Helsinki White

He sighed, leaned back in his chair and folded his arms.

“As your doctor, brother and friend, I’m advising you to have an open discussion with your wife, go on sick leave, stop whatever it is you’re doing, and seek psychotherapy. I’ll find you a good therapist. You’re not getting better on your own, and you need rest and assistance until your brain repairs itself.”

I stood up and thanked him. “I’ll give everything you said consideration.” I left, having no intention of doing any such thing.





28


Noon. The Nyland Yacht Club. The whole gang from last night reappears, except for Aino. She had to go to work. Breakfast libations. Mimosas. Bloody Marys. Beer. The legal blood alcohol content for piloting a boat is twice that for driving a car. You can get pretty smashed and stay law compliant. Everyone dresses warm, coats with sweaters underneath. It’s forty-two degrees Fahrenheit, and cold on the Baltic, especially with the boat in motion.
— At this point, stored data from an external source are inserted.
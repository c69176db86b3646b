//! Bounded-concurrency batch execution.
//!
//! `process_in_batches` is the generic executor: items are processed in
//! consecutive chunks of `concurrency_limit`, every operation in a chunk
//! runs concurrently, and the next chunk starts only after the previous
//! one has fully settled. That chunk barrier is what bounds the number of
//! in-flight calls.
//!
//! Failure isolation contract: an operation is expected to catch its own
//! per-item errors (recording them in the shared batch state) and return
//! `Ok`. An `Err` or a panic escaping an operation is catastrophic: the
//! remaining chunks are abandoned and the error propagates, but whatever
//! the finished operations already merged stays visible to the caller.

use crate::contexts::ModelClient;
use crate::merge::{BatchState, lock_state};
use crate::prompt;
use crate::protocol::{self, ModificationInstruction};
use anyhow::{Context, Result};
use std::future::Future;
use std::sync::{Arc, Mutex};

/// Runs `operation` over `items`, at most `concurrency_limit` at a time.
///
/// `on_progress(completed, total)` fires once per completed chunk with the
/// running cumulative count. Results are returned in item order.
pub async fn process_in_batches<T, R, F, Fut, P>(
    items: Vec<T>,
    concurrency_limit: usize,
    operation: F,
    mut on_progress: P,
) -> Result<Vec<R>>
where
    F: Fn(T) -> Fut,
    Fut: Future<Output = Result<R>> + Send + 'static,
    R: Send + 'static,
    P: FnMut(usize, usize),
{
    let limit = concurrency_limit.max(1);
    let total = items.len();
    let mut results = Vec::with_capacity(total);
    let mut completed = 0usize;

    let mut remaining = items.into_iter();
    loop {
        let mut handles = Vec::with_capacity(limit);
        for item in remaining.by_ref().take(limit) {
            handles.push(tokio::task::spawn(operation(item)));
        }
        if handles.is_empty() {
            break;
        }
        let chunk_len = handles.len();
        for handle in handles {
            let result = handle.await.context("batch worker panicked")??;
            results.push(result);
        }
        completed += chunk_len;
        on_progress(completed, total);
    }

    Ok(results)
}

/// Dispatches reconciled instructions to the level 2 model and merges each
/// result into the shared batch state.
///
/// Per-item failures (transport errors, bad statuses) are recorded via
/// [`BatchState::flag_error`] and never stop sibling instructions; the
/// batch ends "completed with errors" instead. The caller keeps its own
/// handle on `state`, so partial progress survives even a catastrophic
/// abort.
pub async fn run_modification_batch<C>(
    instructions: Vec<ModificationInstruction>,
    thread_count: usize,
    client: Arc<C>,
    state: Arc<Mutex<BatchState>>,
    on_progress: impl FnMut(usize, usize),
) -> Result<()>
where
    C: ModelClient + 'static,
{
    process_in_batches(
        instructions,
        thread_count,
        move |instruction| {
            let client = client.clone();
            let state = state.clone();
            async move {
                let request = prompt::render_level2_prompt(&instruction);
                match client.generate(&request).await {
                    Ok(raw) => {
                        let content = protocol::parse_level2_output(&raw);
                        lock_state(&state).apply(&instruction, Some(content));
                    }
                    Err(err) => {
                        eprintln!("✗ {}: {}", instruction.file_path, err);
                        lock_state(&state)
                            .flag_error(format!("{}: {}", instruction.file_path, err));
                    }
                }
                Ok(())
            }
        },
        on_progress,
    )
    .await
    .map(|_| ())
}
Living with a foreigner causes unusual habits. Kate can conceptualize minus temperatures in Celsius, but not the plus side of the thermometer, so I’ve gotten in the habit of automatically converting in my head for her benefit. Now I often think in Fahrenheit too, but only on the plus side.

The prime minister has a thirty-one-foot motorized cruiser, a sharp-looking newer vessel. Below deck, it has three double-berth cabins, a big saloon and galley, a head, and seating for navigational equipment.
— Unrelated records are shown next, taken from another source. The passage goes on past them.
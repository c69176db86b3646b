//! Command orchestration: wires the library pipeline to the terminal.

use anyhow::{Context, Result};
use std::fs;
use std::path::Path;
use std::sync::{Arc, Mutex};

mod progress;

use progress::ProgressIndicator;
use relay::contexts::{FileCache, GeminiClient};
use relay::dispatch::run_modification_batch;
use relay::merge::{BatchState, lock_state};
use relay::project;
use relay::prompt;
use relay::protocol;
use relay::reconcile;
use relay::run_record::RunRecord;
use relay::settings::Settings;
use relay::status::PipelineStatus;

#[derive(Clone, Copy)]
pub struct Config {
    pub verbose: bool,
    pub dry_run: bool,
}

fn transition(status: PipelineStatus, config: &Config) {
    if config.verbose {
        println!("[{}]", status);
    }
}

/// `relay tree`: print the pruned structure listing for a project.
pub fn tree(project_dir: &Path, settings: &Settings, config: &Config) -> Result<()> {
    let files = project::load_project_dir(project_dir)?;
    let tree = project::build_file_tree(&files);
    println!(
        "{}",
        prompt::render_project_structure(&tree, &settings.ignored_folders)
    );
    if config.verbose {
        println!("\n{} file(s) loaded", files.len());
        if let Some(record) = RunRecord::load()? {
            println!(
                "last run: {} ({}/{} succeeded)",
                record.timestamp, record.succeeded, record.total
            );
        }
    }
    Ok(())
}

/// `relay prompt`: render the level 1 planning prompt.
pub fn prepare_prompt(
    project_dir: &Path,
    requirements: Option<&Path>,
    output: Option<&Path>,
    settings: &Settings,
    config: &Config,
) -> Result<()> {
    transition(PipelineStatus::LoadingProject, config);
    let files = project::load_project_dir(project_dir)?;
    let tree = project::build_file_tree(&files);
    transition(PipelineStatus::TreeBuilt, config);

    let structure = prompt::render_project_structure(&tree, &settings.ignored_folders);
    let file_list = prompt::render_file_list(&files, &settings.ignored_folders);
    let requirements_text = match requirements {
        Some(path) => fs::read_to_string(path)
            .with_context(|| format!("Failed to read requirements file: {}", path.display()))?,
        None => "{describe your requirements here}".to_string(),
    };
    let rendered = prompt::render_level1_prompt(&structure, &file_list, requirements_text.trim());
    transition(PipelineStatus::PromptReady, config);

    match output {
        Some(path) => {
            fs::write(path, &rendered)
                .with_context(|| format!("Failed to write prompt to {}", path.display()))?;
            println!("Level 1 prompt written to {}", path.display());
        }
        None => println!("{}", rendered),
    }
    eprintln!(
        "Feed the prompt to the level 1 model, save its response, then run: relay apply {} <response-file>",
        project_dir.display()
    );
    transition(PipelineStatus::AwaitingResponse, config);
    Ok(())
}

/// `relay apply`: parse a level 1 response and run the full modification
/// batch against the level 2 model.
pub async fn apply(
    project_dir: &Path,
    level1_path: &Path,
    out_dir: Option<&Path>,
    no_cache: bool,
    settings: &Settings,
    config: &Config,
) -> Result<()> {
    transition(PipelineStatus::LoadingProject, config);
    let files = project::load_project_dir(project_dir)?;
    let root_name = project::project_root_name(project_dir)?;
    transition(PipelineStatus::TreeBuilt, config);
    if config.verbose {
        println!("{} file(s) loaded", files.len());
    }

    transition(PipelineStatus::Parsing, config);
    let raw = fs::read_to_string(level1_path)
        .with_context(|| format!("Failed to read level 1 output: {}", level1_path.display()))?;
    let parsed = protocol::parse_level1_output(&raw)
        .context("Failed to parse level 1 output; check the response format")?;

    let outcome = reconcile::reconcile(parsed.modifications, &files, &settings.ignored_folders);
    for warning in &outcome.warnings {
        eprintln!("warning: {}", warning);
    }
    if outcome.instructions.is_empty() {
        println!(
            "No actionable modifications (none specified, or all were dropped during reconciliation)."
        );
        transition(PipelineStatus::Done, config);
        return Ok(());
    }
    println!(
        "Found {} actionable modification(s); thread count {}",
        outcome.instructions.len(),
        parsed.thread_count
    );

    if config.dry_run {
        for instruction in &outcome.instructions {
            println!(
                "[DRY RUN] Would {} {}",
                instruction.operation, instruction.file_path
            );
        }
        return Ok(());
    }

    let cache = if no_cache {
        None
    } else {
        Some(FileCache::new(None))
    };
    let client = Arc::new(GeminiClient::from_settings(settings, cache)?);

    transition(PipelineStatus::Dispatching, config);
    let total = outcome.instructions.len();
    let indicator = ProgressIndicator::new(total);
    let state = Arc::new(Mutex::new(BatchState::new(files.clone())));

    let dispatch_result = run_modification_batch(
        outcome.instructions,
        parsed.thread_count,
        client,
        state.clone(),
        |completed, _| indicator.chunk_completed(completed),
    )
    .await;

    // Publish whatever merged, even after a catastrophic abort.
    let (final_files, had_errors, applied, notes) = {
        let guard = lock_state(&state);
        (
            guard.files().clone(),
            guard.had_errors(),
            guard.applied(),
            guard.notes().to_vec(),
        )
    };
    if config.verbose {
        for note in &notes {
            println!("  {}", note);
        }
    }

    let target = out_dir.unwrap_or(project_dir);
    let removed: Vec<String> = files
        .keys()
        .filter(|key| !final_files.contains_key(*key))
        .cloned()
        .collect();
    project::write_project_dir(&final_files, target, &root_name, &removed)?;
    if config.verbose {
        println!("Modified project written to {}", target.display());
    }

    indicator.finish(applied, total - applied);
    RunRecord::new(total, applied, total - applied, had_errors || dispatch_result.is_err())
        .save()?;

    match dispatch_result {
        Err(err) => {
            println!("[{}]", PipelineStatus::Failed);
            Err(err.context("Batch aborted; partial results were still written"))
        }
        Ok(()) if had_errors => {
            println!(
                "[{}] {}/{} processed; see warnings above",
                PipelineStatus::DoneWithErrors,
                applied,
                total
            );
            Ok(())
        }
        Ok(()) => {
            println!(
                "[{}] all {} modification(s) applied",
                PipelineStatus::Done,
                applied
            );
            Ok(())
        }
    }
}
I text messaged Milo before we left the house, told him I wanted heroin and a throw-down gun hidden in the vessel, along with a GPS tracker, so we always know where it is, and keys to the boat, in case we wanted to use it. I had in mind that it would make for a more convenient way to dump bodies.
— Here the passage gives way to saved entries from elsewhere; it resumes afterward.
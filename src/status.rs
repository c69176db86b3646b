//! Pipeline status taxonomy.
//!
//! One value per stage of the workflow, each with a human-readable
//! message. The CLI prints transitions as the pipeline advances; nothing
//! here carries state beyond the label itself.

use std::fmt;

#[derive(Debug, Clone, Copy, PartialEq, Eq)]
pub enum PipelineStatus {
    Idle,
    LoadingProject,
    TreeBuilt,
    PromptReady,
    AwaitingResponse,
    Parsing,
    Dispatching,
    Done,
    DoneWithErrors,
    Failed,
}

impl PipelineStatus {
    pub fn message(&self) -> &'static str {
        match self {
            PipelineStatus::Idle => "no request yet",
            PipelineStatus::LoadingProject => "reading project files...",
            PipelineStatus::TreeBuilt => "project tree built",
            PipelineStatus::PromptReady => "level 1 prompt ready",
            PipelineStatus::AwaitingResponse => "awaiting level 1 output...",
            PipelineStatus::Parsing => "parsing level 1 output...",
            PipelineStatus::Dispatching => "calling level 2 model...",
            PipelineStatus::Done => "all modifications processed",
            PipelineStatus::DoneWithErrors => "completed with errors",
            PipelineStatus::Failed => "a fatal error occurred",
        }
    }
}

impl fmt::Display for PipelineStatus {
    fn fmt(&self, f: &mut fmt::Formatter) -> fmt::Result {
        write!(f, "{}", self.message())
    }
}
We set sail, make our way out to deeper waters, and the blender starts churning. It’s got a motor strong enough to power a car. Down in the saloon, mojitos and frozen drinks made of dark rum and fresh fruit start flowing for the women. I stay away from the hard stuff, crack a beer, find the fishing gear. I pull in perch, pike and sea trout. Milo and Sweetness felt ill at ease around the politicians, without me alongside them for the purpose of social lubrication. They looked for me, saw my catch, now seven decent-sized fish, and took the other two deck chairs on either side of me.

Sweetness had never fished before. I taught him the basics: casting and reeling, how to avoid tangling a line, how to bring a fish in and get it off the hook. He caught his first fish, a good-sized pike, and got little-kid excited. Milo is a good fisherman. The other men come up on deck and sip scotch, to fight the chill, they say. They watch us reel in more fish, want a turn at it themselves. We give up our seats. The interior minister says he’d like a word with me.

We lean against the rail. The wind covers our voices. I hand him an envelope. I decided to deliver his cut personally today. This is one of the things he would like to discuss with me. At present, he takes a fifteen percent cut, which goes to necessities, such as the Kokoomus party’s campaign funds. And yachts. I don’t say it. He doesn’t know I’m out of the drug-dealer-destruction business for the moment.

He needs another five percent bump out of the slush fund. Not retroactive, just from future earnings. He knows I don’t like it and offers an explanation. The money is to go to the Real Finns.

I ask why he would ensure that his competitors have adequate campaign funds.